▶ **EXERCISE DETAILS**: Where a line of the entries holds the string "struct", copy that line.

(Saved data entries)

//! LocalMatch — one result of a transitive lookup.

use serde::{Deserialize, Serialize};
use super::{SemanticMatch, RELATIVE_SCORE_KEY, PREVIOUS_MATCH_KEY, PATH_KEY};

/// A match reached from a query root, with its path-relative confidence.
///
/// `semantic_match` is a copy of the stored edge; the table is never touched.
#[derive(Debug, Clone, PartialEq, Serialize, Deserialize)]
pub struct LocalMatch {
    pub semantic_match: SemanticMatch,
    /// Product of edge scores from the root through this match.
    pub relative_score: f64,
    /// Node ids from the root through `semantic_match.match_semantic_id`.
    /// Always holds at least two entries.
    pub path: Vec<String>,
}

impl LocalMatch {
    /// Number of hops from the query root.
    pub fn depth(&self) -> usize {
        self.path.len().saturating_sub(1)
    }

    pub fn target(&self) -> &str {
        &self.semantic_match.match_semantic_id
    }

    /// The node visited before this match's base node, if any.
    pub fn previous_match(&self) -> Option<&str> {
        if self.path.len() < 3 {
            return None;
        }
        self.path.get(self.path.len() - 3).map(String::as_str)
    }

    /// Project onto the stored edge, carrying the traversal annotations
    /// in `meta_information`.
    pub fn into_annotated(self) -> SemanticMatch {
        let previous = self.previous_match().map(str::to_owned);
        let mut m = self.semantic_match;
        m.meta_information.insert(RELATIVE_SCORE_KEY.into(), self.relative_score.into());
        match previous {
            Some(prev) => m.meta_information.insert(PREVIOUS_MATCH_KEY.into(), prev.into()),
            None => m.meta_information.remove(PREVIOUS_MATCH_KEY),
        };
        m.meta_information.insert(PATH_KEY.into(), self.path.into());
        m
    }
}
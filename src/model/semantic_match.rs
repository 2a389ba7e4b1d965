//! SemanticMatch — a directed, scored edge between two semantic ids.

use serde::{Deserialize, Serialize};

/// Free-form annotations attached to a match.
pub type MetaInformation = serde_json::Map<String, serde_json::Value>;

/// A weighted match: `base_semantic_id ---score---> match_semantic_id`.
///
/// `PartialEq` compares every field, annotations included. The table itself
/// identifies edges by [`EdgeKey`], which leaves `meta_information` out.
#[derive(Debug, Clone, PartialEq, Serialize, Deserialize)]
pub struct SemanticMatch {
    pub base_semantic_id: String,
    pub match_semantic_id: String,
    /// Confidence, conventionally in (0, 1]. Not enforced.
    pub score: f64,
    pub meta_information: MetaInformation,
}

/// Identity of an edge inside the table: `(base, target, score bits)`.
#[derive(Debug, Clone, Copy, PartialEq, Eq, Hash)]
pub struct EdgeKey<'a> {
    pub base: &'a str,
    pub target: &'a str,
    score_bits: u64,
}

impl<'a> EdgeKey<'a> {
    pub fn score(&self) -> f64 {
        f64::from_bits(self.score_bits)
    }
}

impl SemanticMatch {
    pub fn new(
        base_semantic_id: impl Into<String>,
        match_semantic_id: impl Into<String>,
        score: f64,
    ) -> Self {
        Self {
            base_semantic_id: base_semantic_id.into(),
            match_semantic_id: match_semantic_id.into(),
            score,
            meta_information: MetaInformation::new(),
        }
    }

    pub fn with_meta(mut self, key: impl Into<String>, value: impl Into<serde_json::Value>) -> Self {
        self.meta_information.insert(key.into(), value.into());
        self
    }

    pub fn edge_key(&self) -> EdgeKey<'_> {
        EdgeKey {
            base: &self.base_semantic_id,
            target: &self.match_semantic_id,
            // -0.0 and 0.0 are the same confidence
            score_bits: if self.score == 0.0 { 0 } else { self.score.to_bits() },
        }
    }

    /// True when both matches describe the same edge, whatever their annotations.
    pub fn same_edge(&self, other: &SemanticMatch) -> bool {
        self.edge_key() == other.edge_key()
    }

    pub fn meta(&self, key: &str) -> Option<&serde_json::Value> {
        self.meta_information.get(key)
    }

    /// `relative_score` annotation, if a traversal attached one.
    pub fn relative_score(&self) -> Option<f64> {
        self.meta(super::RELATIVE_SCORE_KEY).and_then(serde_json::Value::as_f64)
    }
}

impl std::fmt::Display for SemanticMatch {
    fn fmt(&self, f: &mut std::fmt::Formatter<'_>) -> std::fmt::Result {
        write!(f, "{} -[{}]-> {}", self.base_semantic_id, self.score, self.match_semantic_id)
    }
}

#[cfg(test)]
mod tests {
    use super::*;

    #[test]
    fn test_edge_key_ignores_meta() {
        let a = SemanticMatch::new("A", "B", 0.5);
        let b = SemanticMatch::new("A", "B", 0.5).with_meta("source", "manual");
        assert!(a.same_edge(&b));
        assert_ne!(a, b);
    }

    #[test]
    fn test_edge_key_distinguishes_score_and_target() {
        let a = SemanticMatch::new("A", "B", 0.5);
        assert!(!a.same_edge(&SemanticMatch::new("A", "B", 0.6)));
        assert!(!a.same_edge(&SemanticMatch::new("A", "C", 0.5)));
        assert!(!a.same_edge(&SemanticMatch::new("X", "B", 0.5)));
    }

    #[test]
    fn test_signed_zero_is_one_edge() {
        let a = SemanticMatch::new("A", "B", 0.0);
        let b = SemanticMatch::new("A", "B", -0.0);
        assert!(a.same_edge(&b));
        assert_eq!(a.edge_key().score(), 0.0);
    }

    #[test]
    fn test_json_field_names() {
        let m = SemanticMatch::new("A", "B", 0.25).with_meta("k", 1);
        let json = serde_json::to_value(&m).unwrap();
        assert_eq!(json["base_semantic_id"], "A");
        assert_eq!(json["match_semantic_id"], "B");
        assert_eq!(json["score"], 0.25);
        assert_eq!(json["meta_information"]["k"], 1);
    }

    #[test]
    fn test_missing_field_is_rejected() {
        let raw = r#"{"base_semantic_id": "A", "match_semantic_id": "B", "score": 0.5}"#;
        assert!(serde_json::from_str::<SemanticMatch>(raw).is_err());
    }

    #[test]
    fn test_display() {
        assert_eq!(SemanticMatch::new("A", "B", 0.5).to_string(), "A -[0.5]-> B");
    }
}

▶ **YOUR SOLUTION**:
pub struct LocalMatch {
pub struct SemanticMatch {
pub struct EdgeKey<'a> {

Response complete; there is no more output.